■ WORK REQUIRED ■
Would you reproduce, without any alteration, the lines from the opening line of the entries through the line that has "and failure records." in it?

BEGIN DATA TO PROCESS

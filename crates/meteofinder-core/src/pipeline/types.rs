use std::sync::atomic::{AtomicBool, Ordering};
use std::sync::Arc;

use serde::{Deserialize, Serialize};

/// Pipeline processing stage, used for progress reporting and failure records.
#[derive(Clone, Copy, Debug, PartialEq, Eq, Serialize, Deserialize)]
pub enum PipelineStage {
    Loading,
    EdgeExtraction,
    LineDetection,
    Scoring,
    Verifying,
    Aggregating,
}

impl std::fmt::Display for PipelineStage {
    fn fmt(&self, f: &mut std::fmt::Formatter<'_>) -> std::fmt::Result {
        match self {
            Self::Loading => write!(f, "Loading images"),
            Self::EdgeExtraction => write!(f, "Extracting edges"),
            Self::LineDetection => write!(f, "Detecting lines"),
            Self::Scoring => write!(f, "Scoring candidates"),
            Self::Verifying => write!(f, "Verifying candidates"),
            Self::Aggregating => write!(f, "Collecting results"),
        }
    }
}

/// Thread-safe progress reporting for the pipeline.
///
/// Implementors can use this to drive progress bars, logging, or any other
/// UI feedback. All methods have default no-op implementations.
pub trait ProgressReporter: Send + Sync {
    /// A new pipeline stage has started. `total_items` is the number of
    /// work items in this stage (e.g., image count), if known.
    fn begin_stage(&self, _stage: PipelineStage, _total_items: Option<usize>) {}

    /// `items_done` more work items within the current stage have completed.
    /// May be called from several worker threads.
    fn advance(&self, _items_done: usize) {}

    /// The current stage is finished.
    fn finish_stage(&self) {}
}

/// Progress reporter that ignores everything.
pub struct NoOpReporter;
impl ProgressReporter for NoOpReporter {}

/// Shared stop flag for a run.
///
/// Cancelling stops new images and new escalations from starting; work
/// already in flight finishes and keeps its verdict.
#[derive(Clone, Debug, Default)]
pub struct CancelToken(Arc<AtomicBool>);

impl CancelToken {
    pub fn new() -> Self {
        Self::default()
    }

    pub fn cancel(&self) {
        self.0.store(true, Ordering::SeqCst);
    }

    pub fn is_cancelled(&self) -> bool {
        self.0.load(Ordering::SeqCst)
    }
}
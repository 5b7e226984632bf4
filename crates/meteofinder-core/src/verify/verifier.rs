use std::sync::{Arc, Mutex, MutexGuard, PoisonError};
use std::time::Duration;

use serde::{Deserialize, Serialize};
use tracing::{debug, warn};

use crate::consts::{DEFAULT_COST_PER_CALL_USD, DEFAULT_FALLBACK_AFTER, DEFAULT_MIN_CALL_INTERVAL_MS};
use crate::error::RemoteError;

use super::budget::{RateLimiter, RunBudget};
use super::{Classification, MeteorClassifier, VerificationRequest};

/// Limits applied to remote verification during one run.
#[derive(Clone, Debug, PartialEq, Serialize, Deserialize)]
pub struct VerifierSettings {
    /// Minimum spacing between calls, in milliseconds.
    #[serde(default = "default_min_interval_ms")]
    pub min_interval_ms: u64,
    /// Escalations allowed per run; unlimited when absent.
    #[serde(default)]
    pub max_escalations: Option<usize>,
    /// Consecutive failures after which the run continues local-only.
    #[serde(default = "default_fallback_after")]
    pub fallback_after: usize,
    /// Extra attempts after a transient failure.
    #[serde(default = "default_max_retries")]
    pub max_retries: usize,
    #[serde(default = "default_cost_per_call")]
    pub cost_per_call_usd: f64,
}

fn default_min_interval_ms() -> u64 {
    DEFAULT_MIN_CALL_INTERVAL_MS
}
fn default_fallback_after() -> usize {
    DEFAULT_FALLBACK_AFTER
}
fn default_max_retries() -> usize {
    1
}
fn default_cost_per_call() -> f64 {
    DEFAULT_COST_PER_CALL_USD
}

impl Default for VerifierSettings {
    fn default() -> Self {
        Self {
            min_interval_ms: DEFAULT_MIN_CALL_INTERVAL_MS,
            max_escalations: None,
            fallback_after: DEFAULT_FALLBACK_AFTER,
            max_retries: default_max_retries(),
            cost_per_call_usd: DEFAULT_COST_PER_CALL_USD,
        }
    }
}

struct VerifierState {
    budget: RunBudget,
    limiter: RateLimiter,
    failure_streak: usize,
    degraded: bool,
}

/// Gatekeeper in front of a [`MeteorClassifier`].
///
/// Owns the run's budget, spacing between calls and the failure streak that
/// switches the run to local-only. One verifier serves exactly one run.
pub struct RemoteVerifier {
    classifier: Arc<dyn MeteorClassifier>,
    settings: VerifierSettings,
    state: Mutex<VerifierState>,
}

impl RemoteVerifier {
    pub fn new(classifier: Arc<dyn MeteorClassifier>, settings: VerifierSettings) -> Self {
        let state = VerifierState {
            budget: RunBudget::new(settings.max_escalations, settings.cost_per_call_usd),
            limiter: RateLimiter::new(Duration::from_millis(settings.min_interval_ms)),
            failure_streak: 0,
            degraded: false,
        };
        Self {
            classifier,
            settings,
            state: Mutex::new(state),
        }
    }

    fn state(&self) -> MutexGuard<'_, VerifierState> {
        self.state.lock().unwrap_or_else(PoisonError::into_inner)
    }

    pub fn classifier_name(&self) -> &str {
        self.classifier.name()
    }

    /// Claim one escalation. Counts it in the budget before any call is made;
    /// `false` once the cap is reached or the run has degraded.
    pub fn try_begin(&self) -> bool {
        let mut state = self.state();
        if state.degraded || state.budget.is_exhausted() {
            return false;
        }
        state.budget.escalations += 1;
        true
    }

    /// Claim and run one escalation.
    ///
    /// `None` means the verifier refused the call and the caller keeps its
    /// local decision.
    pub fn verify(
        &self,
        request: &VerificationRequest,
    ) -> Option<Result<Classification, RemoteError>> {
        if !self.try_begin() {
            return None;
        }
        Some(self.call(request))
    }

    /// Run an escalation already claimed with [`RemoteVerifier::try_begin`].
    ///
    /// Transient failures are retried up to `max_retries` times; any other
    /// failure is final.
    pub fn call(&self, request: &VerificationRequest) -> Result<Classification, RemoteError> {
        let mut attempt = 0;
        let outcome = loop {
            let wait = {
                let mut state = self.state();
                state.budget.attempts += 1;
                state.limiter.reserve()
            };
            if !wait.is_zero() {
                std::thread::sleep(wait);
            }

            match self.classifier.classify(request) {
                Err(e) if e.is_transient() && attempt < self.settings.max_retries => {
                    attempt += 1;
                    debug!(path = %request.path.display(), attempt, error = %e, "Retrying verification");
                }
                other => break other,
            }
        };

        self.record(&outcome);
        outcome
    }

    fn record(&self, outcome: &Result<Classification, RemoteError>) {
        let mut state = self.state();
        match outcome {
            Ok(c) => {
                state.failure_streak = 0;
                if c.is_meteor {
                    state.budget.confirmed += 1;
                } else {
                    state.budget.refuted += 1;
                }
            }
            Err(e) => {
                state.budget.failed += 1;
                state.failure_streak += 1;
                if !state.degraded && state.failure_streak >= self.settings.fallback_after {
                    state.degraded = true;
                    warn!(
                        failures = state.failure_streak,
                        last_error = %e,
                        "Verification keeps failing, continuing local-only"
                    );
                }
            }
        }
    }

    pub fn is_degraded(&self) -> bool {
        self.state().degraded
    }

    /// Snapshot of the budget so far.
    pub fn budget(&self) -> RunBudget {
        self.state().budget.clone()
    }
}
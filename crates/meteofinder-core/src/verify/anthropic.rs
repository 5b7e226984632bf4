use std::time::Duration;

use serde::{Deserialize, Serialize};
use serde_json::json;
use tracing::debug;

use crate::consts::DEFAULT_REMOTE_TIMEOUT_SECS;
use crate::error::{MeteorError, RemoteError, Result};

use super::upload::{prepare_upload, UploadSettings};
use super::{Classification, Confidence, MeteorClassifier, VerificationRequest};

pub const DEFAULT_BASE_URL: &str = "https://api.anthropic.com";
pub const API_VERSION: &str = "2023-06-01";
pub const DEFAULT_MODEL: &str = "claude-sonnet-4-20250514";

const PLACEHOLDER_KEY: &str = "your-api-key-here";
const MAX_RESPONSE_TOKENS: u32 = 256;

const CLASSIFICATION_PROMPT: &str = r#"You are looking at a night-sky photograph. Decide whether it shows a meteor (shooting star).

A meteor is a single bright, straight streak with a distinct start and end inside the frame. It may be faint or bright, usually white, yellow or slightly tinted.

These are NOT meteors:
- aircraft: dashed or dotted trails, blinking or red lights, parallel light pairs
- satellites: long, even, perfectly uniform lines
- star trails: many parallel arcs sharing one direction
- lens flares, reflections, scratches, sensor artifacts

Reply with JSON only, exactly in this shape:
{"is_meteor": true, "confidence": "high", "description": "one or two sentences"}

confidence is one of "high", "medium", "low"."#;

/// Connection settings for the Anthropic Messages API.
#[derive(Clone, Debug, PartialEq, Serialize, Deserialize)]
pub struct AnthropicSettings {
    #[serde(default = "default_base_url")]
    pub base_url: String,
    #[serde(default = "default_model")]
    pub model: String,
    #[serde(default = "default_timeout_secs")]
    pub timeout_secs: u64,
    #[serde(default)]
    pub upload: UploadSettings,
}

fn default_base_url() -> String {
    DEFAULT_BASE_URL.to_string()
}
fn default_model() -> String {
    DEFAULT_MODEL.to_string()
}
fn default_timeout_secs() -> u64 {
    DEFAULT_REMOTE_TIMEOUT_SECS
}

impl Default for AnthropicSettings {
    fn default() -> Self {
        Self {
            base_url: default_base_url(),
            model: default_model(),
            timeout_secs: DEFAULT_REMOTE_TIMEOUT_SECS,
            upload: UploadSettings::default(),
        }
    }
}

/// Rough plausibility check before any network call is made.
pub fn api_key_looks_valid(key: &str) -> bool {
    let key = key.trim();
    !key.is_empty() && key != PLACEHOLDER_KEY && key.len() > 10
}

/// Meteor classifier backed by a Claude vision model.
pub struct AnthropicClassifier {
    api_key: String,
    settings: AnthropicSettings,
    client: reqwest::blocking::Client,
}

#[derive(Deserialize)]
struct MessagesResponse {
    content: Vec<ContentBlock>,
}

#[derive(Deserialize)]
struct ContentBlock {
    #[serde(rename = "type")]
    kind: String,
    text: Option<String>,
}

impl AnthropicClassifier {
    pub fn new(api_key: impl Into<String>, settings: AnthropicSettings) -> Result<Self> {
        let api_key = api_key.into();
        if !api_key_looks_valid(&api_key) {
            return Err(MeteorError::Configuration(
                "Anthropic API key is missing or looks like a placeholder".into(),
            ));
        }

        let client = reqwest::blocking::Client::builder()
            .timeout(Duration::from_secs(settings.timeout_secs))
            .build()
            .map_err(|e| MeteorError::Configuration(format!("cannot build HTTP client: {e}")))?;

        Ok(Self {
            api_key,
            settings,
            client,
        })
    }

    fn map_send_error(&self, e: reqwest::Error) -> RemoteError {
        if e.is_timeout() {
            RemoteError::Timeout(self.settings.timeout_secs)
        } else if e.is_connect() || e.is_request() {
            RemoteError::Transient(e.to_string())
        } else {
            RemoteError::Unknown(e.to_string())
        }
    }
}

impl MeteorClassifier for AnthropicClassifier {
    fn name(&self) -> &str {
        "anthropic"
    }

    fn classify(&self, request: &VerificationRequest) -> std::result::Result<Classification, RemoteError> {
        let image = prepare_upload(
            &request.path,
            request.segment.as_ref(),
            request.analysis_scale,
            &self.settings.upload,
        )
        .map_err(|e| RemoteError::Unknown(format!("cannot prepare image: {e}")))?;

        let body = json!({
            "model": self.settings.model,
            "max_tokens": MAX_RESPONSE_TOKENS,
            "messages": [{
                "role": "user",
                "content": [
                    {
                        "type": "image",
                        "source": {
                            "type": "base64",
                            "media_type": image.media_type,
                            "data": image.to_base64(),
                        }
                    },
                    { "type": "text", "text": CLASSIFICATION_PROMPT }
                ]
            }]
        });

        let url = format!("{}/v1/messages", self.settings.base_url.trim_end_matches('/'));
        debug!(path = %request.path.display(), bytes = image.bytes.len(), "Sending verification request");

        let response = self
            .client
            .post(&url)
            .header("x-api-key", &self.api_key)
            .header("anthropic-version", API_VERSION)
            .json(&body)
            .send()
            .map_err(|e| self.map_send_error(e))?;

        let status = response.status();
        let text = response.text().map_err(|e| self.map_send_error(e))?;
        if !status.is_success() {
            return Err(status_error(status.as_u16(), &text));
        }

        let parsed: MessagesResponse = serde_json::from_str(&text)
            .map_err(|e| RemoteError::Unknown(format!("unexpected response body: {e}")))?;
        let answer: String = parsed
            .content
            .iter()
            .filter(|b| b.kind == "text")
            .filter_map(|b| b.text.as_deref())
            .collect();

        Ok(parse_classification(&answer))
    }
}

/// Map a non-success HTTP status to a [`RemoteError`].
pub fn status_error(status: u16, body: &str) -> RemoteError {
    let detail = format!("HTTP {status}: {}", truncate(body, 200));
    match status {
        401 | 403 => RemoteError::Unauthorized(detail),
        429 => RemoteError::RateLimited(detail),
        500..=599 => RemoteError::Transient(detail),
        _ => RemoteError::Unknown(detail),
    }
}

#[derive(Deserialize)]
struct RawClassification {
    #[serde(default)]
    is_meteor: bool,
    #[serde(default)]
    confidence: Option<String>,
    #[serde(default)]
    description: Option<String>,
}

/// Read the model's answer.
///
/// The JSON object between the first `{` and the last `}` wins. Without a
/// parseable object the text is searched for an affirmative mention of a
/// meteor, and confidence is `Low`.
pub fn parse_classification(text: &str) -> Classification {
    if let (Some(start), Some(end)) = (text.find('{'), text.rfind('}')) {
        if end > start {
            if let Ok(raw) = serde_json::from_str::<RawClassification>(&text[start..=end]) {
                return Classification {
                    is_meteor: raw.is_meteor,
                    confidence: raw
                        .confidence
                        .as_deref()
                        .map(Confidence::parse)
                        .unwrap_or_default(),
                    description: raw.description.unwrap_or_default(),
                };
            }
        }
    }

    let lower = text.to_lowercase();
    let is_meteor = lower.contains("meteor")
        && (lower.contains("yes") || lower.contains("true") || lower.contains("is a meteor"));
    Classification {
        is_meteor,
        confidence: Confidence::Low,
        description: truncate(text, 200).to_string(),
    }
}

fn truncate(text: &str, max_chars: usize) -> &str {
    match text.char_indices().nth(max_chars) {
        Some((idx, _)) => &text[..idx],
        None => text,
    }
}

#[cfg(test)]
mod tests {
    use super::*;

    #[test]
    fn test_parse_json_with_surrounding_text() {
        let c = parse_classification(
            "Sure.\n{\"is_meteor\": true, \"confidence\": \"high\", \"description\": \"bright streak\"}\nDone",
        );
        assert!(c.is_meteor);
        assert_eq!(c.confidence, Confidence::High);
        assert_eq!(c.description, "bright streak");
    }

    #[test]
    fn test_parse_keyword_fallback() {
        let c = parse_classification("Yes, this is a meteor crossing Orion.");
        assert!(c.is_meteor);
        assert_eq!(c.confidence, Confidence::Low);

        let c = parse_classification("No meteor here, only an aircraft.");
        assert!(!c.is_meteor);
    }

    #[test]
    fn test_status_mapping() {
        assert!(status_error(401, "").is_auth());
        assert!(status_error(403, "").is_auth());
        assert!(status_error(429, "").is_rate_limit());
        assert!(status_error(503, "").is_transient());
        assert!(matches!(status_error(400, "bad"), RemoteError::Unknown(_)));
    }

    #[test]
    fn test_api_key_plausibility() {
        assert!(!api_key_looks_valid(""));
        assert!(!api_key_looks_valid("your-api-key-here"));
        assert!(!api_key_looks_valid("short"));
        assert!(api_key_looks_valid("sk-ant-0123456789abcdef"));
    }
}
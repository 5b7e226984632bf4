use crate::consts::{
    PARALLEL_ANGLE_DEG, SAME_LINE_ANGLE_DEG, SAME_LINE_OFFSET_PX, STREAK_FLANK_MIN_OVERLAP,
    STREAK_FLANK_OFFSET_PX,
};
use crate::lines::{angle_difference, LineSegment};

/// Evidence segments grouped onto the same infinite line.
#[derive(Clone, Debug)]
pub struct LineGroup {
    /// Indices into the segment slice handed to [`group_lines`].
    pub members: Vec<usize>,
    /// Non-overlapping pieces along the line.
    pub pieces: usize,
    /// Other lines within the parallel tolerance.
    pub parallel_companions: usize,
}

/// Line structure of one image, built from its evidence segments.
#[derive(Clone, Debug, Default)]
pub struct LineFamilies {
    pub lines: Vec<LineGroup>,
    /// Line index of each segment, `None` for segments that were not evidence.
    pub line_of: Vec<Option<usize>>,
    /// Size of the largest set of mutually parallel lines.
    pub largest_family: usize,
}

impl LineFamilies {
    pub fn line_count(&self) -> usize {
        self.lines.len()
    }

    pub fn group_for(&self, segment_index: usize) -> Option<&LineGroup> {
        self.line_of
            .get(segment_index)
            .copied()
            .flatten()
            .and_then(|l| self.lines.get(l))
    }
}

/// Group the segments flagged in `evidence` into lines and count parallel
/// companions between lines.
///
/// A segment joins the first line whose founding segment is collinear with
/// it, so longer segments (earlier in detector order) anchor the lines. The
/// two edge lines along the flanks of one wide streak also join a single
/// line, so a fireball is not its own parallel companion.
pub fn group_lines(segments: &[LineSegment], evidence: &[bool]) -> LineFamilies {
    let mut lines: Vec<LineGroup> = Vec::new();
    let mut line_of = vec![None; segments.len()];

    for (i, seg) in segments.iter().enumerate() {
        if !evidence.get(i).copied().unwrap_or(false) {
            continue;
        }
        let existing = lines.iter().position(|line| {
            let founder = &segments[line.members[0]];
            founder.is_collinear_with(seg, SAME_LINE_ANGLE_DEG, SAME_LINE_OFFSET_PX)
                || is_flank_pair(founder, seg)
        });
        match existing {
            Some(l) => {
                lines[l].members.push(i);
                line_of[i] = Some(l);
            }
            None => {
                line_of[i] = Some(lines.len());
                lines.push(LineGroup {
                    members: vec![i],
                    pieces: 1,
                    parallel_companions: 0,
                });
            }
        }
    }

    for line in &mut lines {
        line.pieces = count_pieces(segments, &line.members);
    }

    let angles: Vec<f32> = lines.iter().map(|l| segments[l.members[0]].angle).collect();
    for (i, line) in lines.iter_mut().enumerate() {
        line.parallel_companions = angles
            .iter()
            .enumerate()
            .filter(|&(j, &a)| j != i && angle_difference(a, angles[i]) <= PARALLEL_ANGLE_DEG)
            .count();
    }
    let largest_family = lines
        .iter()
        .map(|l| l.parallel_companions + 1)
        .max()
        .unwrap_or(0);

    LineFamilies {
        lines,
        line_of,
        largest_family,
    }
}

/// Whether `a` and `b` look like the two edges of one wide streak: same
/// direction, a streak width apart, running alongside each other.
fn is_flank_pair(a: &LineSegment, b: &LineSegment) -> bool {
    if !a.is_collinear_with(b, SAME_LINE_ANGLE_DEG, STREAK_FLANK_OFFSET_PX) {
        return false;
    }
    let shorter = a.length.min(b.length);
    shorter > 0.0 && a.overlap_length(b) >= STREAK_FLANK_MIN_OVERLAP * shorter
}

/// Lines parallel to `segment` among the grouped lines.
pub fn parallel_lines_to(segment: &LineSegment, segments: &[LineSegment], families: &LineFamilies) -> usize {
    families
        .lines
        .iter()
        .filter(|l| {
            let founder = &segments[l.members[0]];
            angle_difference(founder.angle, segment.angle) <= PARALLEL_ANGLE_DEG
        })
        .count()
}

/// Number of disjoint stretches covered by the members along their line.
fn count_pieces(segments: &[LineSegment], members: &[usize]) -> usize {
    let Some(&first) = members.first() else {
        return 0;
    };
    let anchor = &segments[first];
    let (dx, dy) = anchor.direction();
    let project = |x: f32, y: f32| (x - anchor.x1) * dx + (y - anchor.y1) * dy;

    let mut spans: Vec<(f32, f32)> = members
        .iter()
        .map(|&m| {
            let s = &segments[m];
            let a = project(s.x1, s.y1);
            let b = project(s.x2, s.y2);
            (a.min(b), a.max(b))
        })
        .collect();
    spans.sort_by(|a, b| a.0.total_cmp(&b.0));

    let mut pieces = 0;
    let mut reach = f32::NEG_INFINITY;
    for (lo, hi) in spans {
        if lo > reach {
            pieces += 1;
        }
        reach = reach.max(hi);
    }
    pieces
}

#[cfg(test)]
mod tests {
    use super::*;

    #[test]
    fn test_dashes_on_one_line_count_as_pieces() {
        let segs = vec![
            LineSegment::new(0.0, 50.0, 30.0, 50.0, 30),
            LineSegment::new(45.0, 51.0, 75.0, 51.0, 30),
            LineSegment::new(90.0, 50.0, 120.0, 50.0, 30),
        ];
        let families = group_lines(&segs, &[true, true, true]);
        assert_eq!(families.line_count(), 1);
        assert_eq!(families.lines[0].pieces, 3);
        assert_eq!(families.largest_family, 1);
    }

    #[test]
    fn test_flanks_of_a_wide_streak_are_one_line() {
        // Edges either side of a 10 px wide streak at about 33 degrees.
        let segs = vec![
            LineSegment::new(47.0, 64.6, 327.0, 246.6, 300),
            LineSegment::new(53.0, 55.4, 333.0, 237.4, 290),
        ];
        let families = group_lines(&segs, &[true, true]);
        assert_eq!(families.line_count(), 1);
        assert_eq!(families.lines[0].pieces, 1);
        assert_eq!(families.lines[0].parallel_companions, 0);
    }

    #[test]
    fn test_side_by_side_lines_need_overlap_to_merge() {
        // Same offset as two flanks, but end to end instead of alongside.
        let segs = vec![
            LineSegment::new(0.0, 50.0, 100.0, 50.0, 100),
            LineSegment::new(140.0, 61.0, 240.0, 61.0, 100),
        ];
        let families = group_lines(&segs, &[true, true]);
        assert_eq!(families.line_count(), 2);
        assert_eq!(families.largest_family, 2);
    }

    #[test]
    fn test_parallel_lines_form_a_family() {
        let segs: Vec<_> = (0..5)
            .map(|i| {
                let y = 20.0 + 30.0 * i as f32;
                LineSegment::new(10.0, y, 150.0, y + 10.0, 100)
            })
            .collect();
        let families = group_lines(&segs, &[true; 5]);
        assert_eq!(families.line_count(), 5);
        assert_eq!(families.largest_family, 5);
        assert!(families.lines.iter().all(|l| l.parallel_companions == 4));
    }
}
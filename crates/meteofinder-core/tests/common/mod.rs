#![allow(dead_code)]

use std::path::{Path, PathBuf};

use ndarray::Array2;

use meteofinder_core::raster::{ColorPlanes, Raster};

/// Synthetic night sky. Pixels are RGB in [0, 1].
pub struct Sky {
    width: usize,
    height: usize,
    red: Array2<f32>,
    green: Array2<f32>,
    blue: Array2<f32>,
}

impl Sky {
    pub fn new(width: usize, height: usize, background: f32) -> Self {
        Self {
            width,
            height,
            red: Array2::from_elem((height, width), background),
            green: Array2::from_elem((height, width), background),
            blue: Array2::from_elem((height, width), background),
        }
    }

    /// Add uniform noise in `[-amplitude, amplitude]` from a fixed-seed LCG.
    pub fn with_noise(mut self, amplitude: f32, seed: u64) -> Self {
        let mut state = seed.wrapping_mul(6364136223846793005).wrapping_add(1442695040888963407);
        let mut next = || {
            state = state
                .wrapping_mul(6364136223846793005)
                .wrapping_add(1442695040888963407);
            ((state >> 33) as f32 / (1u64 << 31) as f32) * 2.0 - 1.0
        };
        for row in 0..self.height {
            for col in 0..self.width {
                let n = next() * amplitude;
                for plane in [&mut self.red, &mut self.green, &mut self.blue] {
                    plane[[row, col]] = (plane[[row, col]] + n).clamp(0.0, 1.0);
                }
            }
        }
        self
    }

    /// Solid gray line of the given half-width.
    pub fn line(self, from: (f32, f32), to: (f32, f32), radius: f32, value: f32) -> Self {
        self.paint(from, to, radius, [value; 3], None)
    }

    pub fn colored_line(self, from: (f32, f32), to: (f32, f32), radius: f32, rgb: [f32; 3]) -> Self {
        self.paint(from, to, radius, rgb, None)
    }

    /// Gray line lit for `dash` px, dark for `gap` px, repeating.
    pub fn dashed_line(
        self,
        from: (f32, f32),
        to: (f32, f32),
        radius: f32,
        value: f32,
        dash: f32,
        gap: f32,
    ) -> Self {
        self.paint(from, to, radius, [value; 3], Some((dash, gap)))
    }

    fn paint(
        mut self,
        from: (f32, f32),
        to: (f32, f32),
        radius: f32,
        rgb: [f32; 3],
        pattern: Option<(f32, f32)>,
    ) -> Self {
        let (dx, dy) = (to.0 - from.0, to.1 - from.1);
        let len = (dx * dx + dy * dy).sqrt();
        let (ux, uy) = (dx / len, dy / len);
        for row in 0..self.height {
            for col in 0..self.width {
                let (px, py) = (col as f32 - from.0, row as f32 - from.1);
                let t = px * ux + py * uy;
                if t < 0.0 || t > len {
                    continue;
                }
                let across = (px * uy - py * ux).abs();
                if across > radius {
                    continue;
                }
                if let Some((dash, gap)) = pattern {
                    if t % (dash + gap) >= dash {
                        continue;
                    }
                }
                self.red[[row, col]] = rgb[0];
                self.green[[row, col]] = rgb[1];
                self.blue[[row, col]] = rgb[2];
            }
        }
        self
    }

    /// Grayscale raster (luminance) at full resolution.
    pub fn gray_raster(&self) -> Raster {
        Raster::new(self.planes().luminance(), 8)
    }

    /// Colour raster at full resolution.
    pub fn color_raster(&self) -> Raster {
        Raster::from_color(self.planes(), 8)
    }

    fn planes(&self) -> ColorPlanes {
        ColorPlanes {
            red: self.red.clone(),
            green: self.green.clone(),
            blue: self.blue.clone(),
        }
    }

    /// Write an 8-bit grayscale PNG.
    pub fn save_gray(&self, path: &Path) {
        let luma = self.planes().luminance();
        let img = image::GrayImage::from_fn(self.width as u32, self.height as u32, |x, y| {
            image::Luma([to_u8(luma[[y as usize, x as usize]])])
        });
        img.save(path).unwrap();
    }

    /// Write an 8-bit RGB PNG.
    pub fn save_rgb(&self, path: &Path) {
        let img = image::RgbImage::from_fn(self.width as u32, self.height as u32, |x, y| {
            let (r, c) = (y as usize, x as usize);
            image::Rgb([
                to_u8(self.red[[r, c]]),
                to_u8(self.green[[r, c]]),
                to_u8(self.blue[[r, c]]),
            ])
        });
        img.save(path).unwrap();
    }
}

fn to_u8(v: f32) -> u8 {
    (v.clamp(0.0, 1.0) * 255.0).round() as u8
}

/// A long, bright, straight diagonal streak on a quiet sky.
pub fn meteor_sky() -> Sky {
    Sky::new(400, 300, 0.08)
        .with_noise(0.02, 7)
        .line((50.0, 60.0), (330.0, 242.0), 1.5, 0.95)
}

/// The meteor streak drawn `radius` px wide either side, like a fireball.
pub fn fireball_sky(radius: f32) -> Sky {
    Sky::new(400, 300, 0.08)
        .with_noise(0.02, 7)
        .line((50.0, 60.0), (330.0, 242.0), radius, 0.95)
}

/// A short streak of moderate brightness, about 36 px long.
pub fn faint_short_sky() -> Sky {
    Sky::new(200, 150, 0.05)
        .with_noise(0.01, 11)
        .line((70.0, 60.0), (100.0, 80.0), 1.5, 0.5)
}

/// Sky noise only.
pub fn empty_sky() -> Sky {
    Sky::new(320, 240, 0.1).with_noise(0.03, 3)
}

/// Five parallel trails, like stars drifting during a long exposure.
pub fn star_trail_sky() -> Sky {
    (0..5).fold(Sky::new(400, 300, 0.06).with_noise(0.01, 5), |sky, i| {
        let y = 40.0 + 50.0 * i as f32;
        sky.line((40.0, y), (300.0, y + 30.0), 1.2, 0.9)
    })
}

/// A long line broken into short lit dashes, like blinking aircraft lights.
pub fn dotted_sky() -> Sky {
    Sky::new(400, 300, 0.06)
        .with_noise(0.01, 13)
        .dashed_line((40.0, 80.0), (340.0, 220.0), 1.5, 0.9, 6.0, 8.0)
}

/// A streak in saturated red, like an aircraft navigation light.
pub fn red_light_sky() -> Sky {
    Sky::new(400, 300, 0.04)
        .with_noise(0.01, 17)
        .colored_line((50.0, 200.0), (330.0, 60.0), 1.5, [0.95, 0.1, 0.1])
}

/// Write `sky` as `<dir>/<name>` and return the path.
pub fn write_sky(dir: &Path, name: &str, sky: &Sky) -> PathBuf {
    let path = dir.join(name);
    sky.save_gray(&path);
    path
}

END DATA TO PROCESS

■ RESPONSE TO THIS TASK ■
filename crates/meteofinder-core/src/pipeline/types.rs
use std::sync::atomic::{AtomicBool, Ordering};
use std::sync::Arc;

use serde::{Deserialize, Serialize};

/// Pipeline processing stage, used for progress reporting and failure records.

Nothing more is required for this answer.